Saturday, October 4, 2008

Hand-me-downs

My wonderful Aunt Wendy helped me go through piles of hand-me-down clothes yesterday to sort out what my kids will be wearing this winter, what will wait until next year and what will be passed along to someone else due to my extreme "pickiness" (not sure if that's a word but hopefully it makes sense) about what my children are wearing. It doesn't sound like a big task but I'm sure if you ask her, she will tell you that you have no idea. I decided to make them try on almost every piece of clothing so I don't end up with what I usually call the "spare" drawer. That's where those awkward clothes go that don't fit right, don't fit at all or that simply don't work for my kids. (That's the "pickiness" again) In the past, I would have put them aside in a drawer "in case" they needed play clothes or something. For some reason, I believed that I would not be so extreme that I'd actually be anal about what they wore to play in our house or yard when we were not expecting visitors.

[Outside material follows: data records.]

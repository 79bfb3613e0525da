//! Segment value type and the identifiers that own it.

use std::fmt;

/// One concurrent transfer stream. Owns zero or one segment at a time.
#[derive(Debug, Clone, Copy, PartialEq, Eq, Hash, PartialOrd, Ord)]
pub struct ConnectionId(pub u32);

impl fmt::Display for ConnectionId {
    fn fmt(&self, f: &mut fmt::Formatter<'_>) -> fmt::Result {
        write!(f, "#{}", self.0)
    }
}

/// Stable handle for a segment inside one pool.
#[derive(Debug, Clone, Copy, PartialEq, Eq, Hash, PartialOrd, Ord)]
pub struct SegmentId(pub u64);

/// A single segment: byte range [start, end) (half-open) plus progress.
///
/// `downloaded` counts bytes written from `start`; the next byte to fetch is
/// at [`Segment::cursor`]. A segment is complete when `downloaded == len()`.
#[derive(Debug, Clone, Copy, PartialEq, Eq)]
pub struct Segment {
    /// Start offset (inclusive).
    pub start: u64,
    /// End offset (exclusive).
    pub end: u64,
    /// Bytes already written, counted from `start`.
    pub downloaded: u64,
    /// Most recent throughput measurement in bytes per second.
    pub observed_rate: u64,
}

impl Segment {
    pub fn new(start: u64, end: u64) -> Self {
        Segment {
            start,
            end,
            downloaded: 0,
            observed_rate: 0,
        }
    }

    /// Length of this segment in bytes.
    pub fn len(&self) -> u64 {
        self.end.saturating_sub(self.start)
    }

    pub fn is_empty(&self) -> bool {
        self.len() == 0
    }

    /// Absolute offset of the next byte to write.
    pub fn cursor(&self) -> u64 {
        self.start + self.downloaded
    }

    /// Bytes still missing in this segment.
    pub fn remaining(&self) -> u64 {
        self.end.saturating_sub(self.cursor())
    }

    pub fn is_complete(&self) -> bool {
        self.downloaded == self.len()
    }

    /// HTTP Range header value for the missing part (inclusive end): `bytes=cursor-(end-1)`.
    pub fn range_header_value(&self) -> String {
        if self.cursor() >= self.end {
            "bytes=0-0".to_string()
        } else {
            format!("bytes={}-{}", self.cursor(), self.end - 1)
        }
    }
}
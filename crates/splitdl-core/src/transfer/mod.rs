//! Connection slots streaming segments to disk.

mod command;
mod memory;
mod progress;
mod source;
mod speed;
mod state;
mod verify;

pub use command::TransferCommand;
pub use memory::{Fault, MemorySourceFactory};
pub use progress::{ProgressCommand, ProgressSink, ProgressStats};
pub use source::{RangeSource, SourceFactory, SourcePoll};
pub use speed::SpeedMeter;
pub use state::{TransferState, TransferStats};
pub use verify::{PieceChecksums, PieceDigests};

What have I been thinking all these years? I know myself better than that but was apparently in denial and in turn wasting precious space. Now I've come to terms with this obsessive behavior and instead of trying to change it, I'll just accept it and make life easier for myself this winter. So back to the reason I chose to write about this. We've had a tough week and going through those clothes put things back into perspective for me. I was falling into a rut, only thinking about things I wanted to happen and the things that I did not have. Now, looking at these piles of clothes around my living room, in the hallway, and even more in the girls' room, I'm reminded that we will be OK. God will take care of us and provide our needs. Although my obsessive personality is kicking in and I have the overwhelming need to put them all away immediately (even though there's no room for them anywhere), I'm very thankful. I have friends who think of us when they have clothes to give away and I will never be too good to accept them. My children will look as great as any others in their hand-me-downs and I will be proud to say that God has provided yet again.